THE TASK> Go over these records and count the lines with the string "names" in them; the count is all that should be returned.

=-=-=-=-=

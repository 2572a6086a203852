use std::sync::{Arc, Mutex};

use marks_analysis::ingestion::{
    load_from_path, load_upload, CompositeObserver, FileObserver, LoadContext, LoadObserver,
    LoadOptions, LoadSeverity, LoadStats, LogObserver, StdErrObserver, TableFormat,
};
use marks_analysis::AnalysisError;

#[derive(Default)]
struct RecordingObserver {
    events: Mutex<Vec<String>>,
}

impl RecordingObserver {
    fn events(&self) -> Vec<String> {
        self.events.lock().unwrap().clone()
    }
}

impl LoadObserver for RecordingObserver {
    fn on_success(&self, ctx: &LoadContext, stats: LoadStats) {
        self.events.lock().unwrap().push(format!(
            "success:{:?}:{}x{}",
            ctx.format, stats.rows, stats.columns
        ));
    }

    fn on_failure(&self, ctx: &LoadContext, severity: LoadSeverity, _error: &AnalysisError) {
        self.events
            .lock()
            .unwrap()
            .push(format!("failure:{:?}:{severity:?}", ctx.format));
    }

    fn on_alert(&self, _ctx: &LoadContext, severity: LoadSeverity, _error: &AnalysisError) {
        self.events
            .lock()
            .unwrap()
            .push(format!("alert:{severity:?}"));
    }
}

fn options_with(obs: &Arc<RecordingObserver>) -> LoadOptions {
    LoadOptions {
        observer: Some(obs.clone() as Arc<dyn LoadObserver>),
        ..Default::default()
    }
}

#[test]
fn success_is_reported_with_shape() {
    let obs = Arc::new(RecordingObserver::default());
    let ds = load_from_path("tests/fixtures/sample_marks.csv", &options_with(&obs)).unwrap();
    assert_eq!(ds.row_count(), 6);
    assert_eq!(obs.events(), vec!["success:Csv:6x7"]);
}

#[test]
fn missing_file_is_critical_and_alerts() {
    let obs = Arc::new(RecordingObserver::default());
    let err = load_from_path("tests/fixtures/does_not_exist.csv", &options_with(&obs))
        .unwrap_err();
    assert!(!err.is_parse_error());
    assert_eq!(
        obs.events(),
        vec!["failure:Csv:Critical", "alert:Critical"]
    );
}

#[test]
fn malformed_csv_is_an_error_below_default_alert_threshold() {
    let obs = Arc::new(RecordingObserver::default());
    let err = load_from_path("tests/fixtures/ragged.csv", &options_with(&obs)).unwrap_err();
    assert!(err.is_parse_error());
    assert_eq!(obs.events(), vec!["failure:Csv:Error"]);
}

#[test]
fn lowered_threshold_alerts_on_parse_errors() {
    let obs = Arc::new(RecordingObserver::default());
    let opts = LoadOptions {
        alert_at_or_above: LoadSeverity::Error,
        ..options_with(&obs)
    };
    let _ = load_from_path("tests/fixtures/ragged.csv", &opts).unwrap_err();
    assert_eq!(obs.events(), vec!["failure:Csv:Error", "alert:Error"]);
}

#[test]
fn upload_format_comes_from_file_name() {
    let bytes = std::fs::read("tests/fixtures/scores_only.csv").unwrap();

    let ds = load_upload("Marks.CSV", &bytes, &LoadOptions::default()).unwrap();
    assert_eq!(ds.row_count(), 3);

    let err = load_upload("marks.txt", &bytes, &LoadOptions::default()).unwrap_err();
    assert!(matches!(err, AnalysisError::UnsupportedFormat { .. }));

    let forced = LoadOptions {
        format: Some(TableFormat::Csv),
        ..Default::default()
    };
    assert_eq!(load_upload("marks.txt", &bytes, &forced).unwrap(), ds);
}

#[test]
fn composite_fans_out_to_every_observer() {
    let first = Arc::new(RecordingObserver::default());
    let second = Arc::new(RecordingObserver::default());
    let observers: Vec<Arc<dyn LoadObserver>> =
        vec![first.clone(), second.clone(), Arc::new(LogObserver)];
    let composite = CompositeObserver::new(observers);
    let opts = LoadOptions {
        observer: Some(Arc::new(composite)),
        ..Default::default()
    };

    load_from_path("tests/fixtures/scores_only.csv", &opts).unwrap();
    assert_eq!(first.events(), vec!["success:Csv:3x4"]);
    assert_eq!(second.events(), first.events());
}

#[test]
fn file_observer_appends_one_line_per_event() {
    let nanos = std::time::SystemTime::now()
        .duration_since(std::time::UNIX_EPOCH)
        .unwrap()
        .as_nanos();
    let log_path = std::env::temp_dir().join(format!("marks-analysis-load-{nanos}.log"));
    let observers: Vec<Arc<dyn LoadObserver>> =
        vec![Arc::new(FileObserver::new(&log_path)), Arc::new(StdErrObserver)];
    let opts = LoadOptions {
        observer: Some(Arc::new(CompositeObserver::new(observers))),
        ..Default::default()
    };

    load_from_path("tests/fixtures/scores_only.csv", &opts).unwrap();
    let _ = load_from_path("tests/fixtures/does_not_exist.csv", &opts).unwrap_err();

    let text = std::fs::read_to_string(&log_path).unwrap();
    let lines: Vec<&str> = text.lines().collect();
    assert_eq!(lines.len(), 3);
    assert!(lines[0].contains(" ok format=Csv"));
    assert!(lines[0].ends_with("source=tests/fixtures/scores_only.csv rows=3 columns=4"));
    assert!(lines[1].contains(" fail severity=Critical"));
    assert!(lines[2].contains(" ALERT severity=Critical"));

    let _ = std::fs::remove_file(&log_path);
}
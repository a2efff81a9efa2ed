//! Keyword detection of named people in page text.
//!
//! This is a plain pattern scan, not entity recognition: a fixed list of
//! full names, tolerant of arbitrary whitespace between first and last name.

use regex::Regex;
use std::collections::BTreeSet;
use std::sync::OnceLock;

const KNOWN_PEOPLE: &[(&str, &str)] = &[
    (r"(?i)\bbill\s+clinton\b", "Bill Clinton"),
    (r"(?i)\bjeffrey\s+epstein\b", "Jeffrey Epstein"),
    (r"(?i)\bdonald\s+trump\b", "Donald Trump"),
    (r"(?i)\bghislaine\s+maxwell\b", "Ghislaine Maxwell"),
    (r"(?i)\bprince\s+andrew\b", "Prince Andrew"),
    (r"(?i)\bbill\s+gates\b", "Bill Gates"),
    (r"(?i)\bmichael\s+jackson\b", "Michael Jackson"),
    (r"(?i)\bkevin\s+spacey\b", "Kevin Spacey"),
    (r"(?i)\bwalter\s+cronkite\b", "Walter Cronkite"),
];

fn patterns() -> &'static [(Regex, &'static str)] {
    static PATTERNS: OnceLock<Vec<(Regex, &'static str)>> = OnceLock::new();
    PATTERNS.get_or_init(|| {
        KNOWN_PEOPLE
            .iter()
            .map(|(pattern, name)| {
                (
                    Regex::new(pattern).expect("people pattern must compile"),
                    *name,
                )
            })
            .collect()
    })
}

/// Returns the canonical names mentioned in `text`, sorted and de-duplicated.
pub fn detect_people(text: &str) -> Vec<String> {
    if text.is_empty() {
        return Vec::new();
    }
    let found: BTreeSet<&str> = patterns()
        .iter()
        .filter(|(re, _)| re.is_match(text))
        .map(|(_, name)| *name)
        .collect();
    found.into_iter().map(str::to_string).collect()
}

=-=-=-=-=

ANSWER> 2